What is required -> Among these records, which lines include "EntityPreset"? Copy them out.

--- Exercise data Enclosed Below ---

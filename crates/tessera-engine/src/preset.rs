//! Reusable entity blueprints.
//!
//! An [`EntityPreset`] is a named descriptor list kept in a [`PresetLibrary`];
//! preset-typed fields refer to other presets by name. An [`EntityTemplate`]
//! is an authored scene node: a descriptor with activation flags and child
//! nodes.

use std::collections::BTreeMap;

use serde::{Deserialize, Serialize};
use tessera_ecs::prelude::*;

use crate::assembler::assemble;
use crate::descriptor::EntityDescriptor;
use crate::error::AssemblyError;
use crate::registry::TypeRegistry;

// ---------------------------------------------------------------------------
// Presets
// ---------------------------------------------------------------------------

/// A named entity blueprint.
#[derive(Debug, Clone, Default, Serialize, Deserialize)]
pub struct EntityPreset {
    pub name: String,
    #[serde(default)]
    pub components: EntityDescriptor,
}

impl EntityPreset {
    pub fn new(name: impl Into<String>, components: EntityDescriptor) -> Self {
        Self {
            name: name.into(),
            components,
        }
    }

    /// Assemble one entity from this preset.
    pub fn init_as_entity(&self, world: &mut World, registry: &TypeRegistry) -> Result<EntityId, AssemblyError> {
        let entity = assemble(world, registry, &self.components)?;
        tracing::debug!(preset = %self.name, %entity, "preset instantiated");
        Ok(entity)
    }
}

/// Presets by name.
#[derive(Debug, Clone, Default, Serialize, Deserialize)]
#[serde(transparent)]
pub struct PresetLibrary {
    presets: BTreeMap<String, EntityPreset>,
}

impl PresetLibrary {
    pub fn new() -> Self {
        Self::default()
    }

    /// Add `preset`, returning the one it replaced.
    pub fn insert(&mut self, preset: EntityPreset) -> Option<EntityPreset> {
        self.presets.insert(preset.name.clone(), preset)
    }

    pub fn get(&self, name: &str) -> Option<&EntityPreset> {
        self.presets.get(name)
    }

    /// Preset names, sorted.
    pub fn names(&self) -> impl Iterator<Item = &str> {
        self.presets.keys().map(String::as_str)
    }

    pub fn len(&self) -> usize {
        self.presets.len()
    }

    pub fn is_empty(&self) -> bool {
        self.presets.is_empty()
    }

    pub fn instantiate(
        &self,
        world: &mut World,
        registry: &TypeRegistry,
        name: &str,
    ) -> Result<EntityId, AssemblyError> {
        self.get(name)
            .ok_or_else(|| AssemblyError::UnknownPreset(name.to_owned()))?
            .init_as_entity(world, registry)
    }
}

// ---------------------------------------------------------------------------
// Templates
// ---------------------------------------------------------------------------

fn yes() -> bool {
    true
}

/// An authored scene node.
#[derive(Debug, Clone, Serialize, Deserialize)]
pub struct EntityTemplate {
    pub name: String,
    #[serde(default)]
    pub descriptor: EntityDescriptor,
    /// Inactive nodes are skipped at startup and by
    /// [`init_with_children`](Self::init_with_children).
    #[serde(default = "yes")]
    pub active: bool,
    /// Instantiate at startup even when inactive.
    #[serde(default)]
    pub force_init: bool,
    #[serde(default)]
    pub children: Vec<EntityTemplate>,
}

impl EntityTemplate {
    pub fn new(name: impl Into<String>, descriptor: EntityDescriptor) -> Self {
        Self {
            name: name.into(),
            descriptor,
            active: true,
            force_init: false,
            children: Vec::new(),
        }
    }

    pub fn inactive(mut self) -> Self {
        self.active = false;
        self
    }

    pub fn force_init(mut self) -> Self {
        self.force_init = true;
        self
    }

    pub fn with_child(mut self, child: EntityTemplate) -> Self {
        self.children.push(child);
        self
    }

    /// Whether controller startup instantiates this node.
    pub fn should_init(&self) -> bool {
        self.active || self.force_init
    }

    /// Assemble this node alone.
    pub fn init_as_entity(&self, world: &mut World, registry: &TypeRegistry) -> Result<EntityId, AssemblyError> {
        let entity = assemble(world, registry, &self.descriptor)?;
        tracing::debug!(template = %self.name, %entity, "template instantiated");
        Ok(entity)
    }

    /// Assemble this node and its active descendants, depth first. Inactive
    /// children are skipped along with their subtrees.
    pub fn init_with_children(
        &self,
        world: &mut World,
        registry: &TypeRegistry,
    ) -> Result<Vec<EntityId>, AssemblyError> {
        let mut out = vec![self.init_as_entity(world, registry)?];
        for child in self.children.iter().filter(|c| c.active) {
            out.extend(child.init_with_children(world, registry)?);
        }
        Ok(out)
    }

    /// Startup walk: every node in the tree decides for itself through
    /// [`should_init`](Self::should_init), regardless of its parent.
    pub(crate) fn init_for_startup(
        &self,
        world: &mut World,
        registry: &TypeRegistry,
        out: &mut Vec<EntityId>,
    ) -> Result<(), AssemblyError> {
        if self.should_init() {
            out.push(self.init_as_entity(world, registry)?);
        }
        for child in &self.children {
            child.init_for_startup(world, registry, out)?;
        }
        Ok(())
    }
}

#[cfg(test)]
mod tests {
    use super::*;
    use crate::descriptor::{ComponentDescriptor, FieldDescriptor, FieldKind, FieldSchema, PresetRef};
    use crate::descriptor::DescribeFields;
    use std::sync::Arc;

    #[derive(Debug, Clone, Default, PartialEq, serde::Serialize, serde::Deserialize)]
    struct Tag {
        label: String,
    }

    impl DescribeFields for Tag {
        fn describe_fields() -> Vec<FieldSchema> {
            vec![FieldSchema::new("label", FieldKind::String)]
        }
    }

    #[derive(Debug, Clone, Default, PartialEq, serde::Serialize, serde::Deserialize)]
    struct Spawner {
        prefab: PresetRef,
    }

    impl DescribeFields for Spawner {
        fn describe_fields() -> Vec<FieldSchema> {
            vec![FieldSchema::new("prefab", FieldKind::Preset)]
        }
    }

    fn registry() -> Arc<TypeRegistry> {
        TypeRegistry::builder()
            .component::<Tag>("tag")
            .component::<Spawner>("spawner")
            .build()
    }

    fn tagged(label: &str) -> EntityDescriptor {
        EntityDescriptor::new().with(
            ComponentDescriptor::new("tag").with_field(FieldDescriptor::text(FieldKind::String, "label", label)),
        )
    }

    fn label(world: &World, e: EntityId) -> &str {
        &world.get_component::<Tag>(e).unwrap().label
    }

    // -- presets ------------------------------------------------------------

    #[test]
    fn library_instantiates_by_name() {
        let registry = registry();
        let mut world = World::new();
        let mut library = PresetLibrary::new();
        library.insert(EntityPreset::new("crate", tagged("crate")));
        library.insert(EntityPreset::new(
            "crate_spawner",
            EntityDescriptor::new().with(
                ComponentDescriptor::new("spawner")
                    .with_field(FieldDescriptor::preset("prefab", PresetRef::new("crate"))),
            ),
        ));
        assert_eq!(library.names().collect::<Vec<_>>(), vec!["crate", "crate_spawner"]);

        let spawner = library.instantiate(&mut world, &registry, "crate_spawner").unwrap();
        let prefab = world.get_component::<Spawner>(spawner).unwrap().prefab.clone();
        let spawned = library.instantiate(&mut world, &registry, prefab.name()).unwrap();
        assert_eq!(label(&world, spawned), "crate");

        assert!(matches!(
            library.instantiate(&mut world, &registry, "barrel"),
            Err(AssemblyError::UnknownPreset(ref n)) if n == "barrel"
        ));
    }

    // -- templates ----------------------------------------------------------

    #[test]
    fn init_with_children_skips_inactive_subtrees() {
        let registry = registry();
        let mut world = World::new();
        let tree = EntityTemplate::new("root", tagged("root"))
            .with_child(EntityTemplate::new("a", tagged("a")).with_child(EntityTemplate::new("a1", tagged("a1"))))
            .with_child(
                EntityTemplate::new("b", tagged("b"))
                    .inactive()
                    .with_child(EntityTemplate::new("b1", tagged("b1"))),
            );
        let ids = tree.init_with_children(&mut world, &registry).unwrap();
        let labels: Vec<&str> = ids.iter().map(|&e| label(&world, e)).collect();
        assert_eq!(labels, vec!["root", "a", "a1"]);
    }

    #[test]
    fn startup_walk_honours_force_init() {
        let registry = registry();
        let mut world = World::new();
        let tree = EntityTemplate::new("root", tagged("root"))
            .inactive()
            .with_child(EntityTemplate::new("forced", tagged("forced")).inactive().force_init())
            .with_child(EntityTemplate::new("off", tagged("off")).inactive());
        let mut ids = Vec::new();
        tree.init_for_startup(&mut world, &registry, &mut ids).unwrap();
        assert_eq!(ids.len(), 1);
        assert_eq!(label(&world, ids[0]), "forced");
    }

    #[test]
    fn template_json_defaults() {
        let template: EntityTemplate = serde_json::from_str(r#"{"name": "empty"}"#).unwrap();
        assert!(template.active);
        assert!(!template.force_init);
        assert!(template.descriptor.is_empty());
    }
}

--- End of Enclosed Exercise data ---

Solution for this task ->
//! An [`EntityPreset`] is a named descriptor list kept in a [`PresetLibrary`];
pub struct EntityPreset {
impl EntityPreset {
    presets: BTreeMap<String, EntityPreset>,
    pub fn insert(&mut self, preset: EntityPreset) -> Option<EntityPreset> {
    pub fn get(&self, name: &str) -> Option<&EntityPreset> {
        library.insert(EntityPreset::new("crate", tagged("crate")));
        library.insert(EntityPreset::new(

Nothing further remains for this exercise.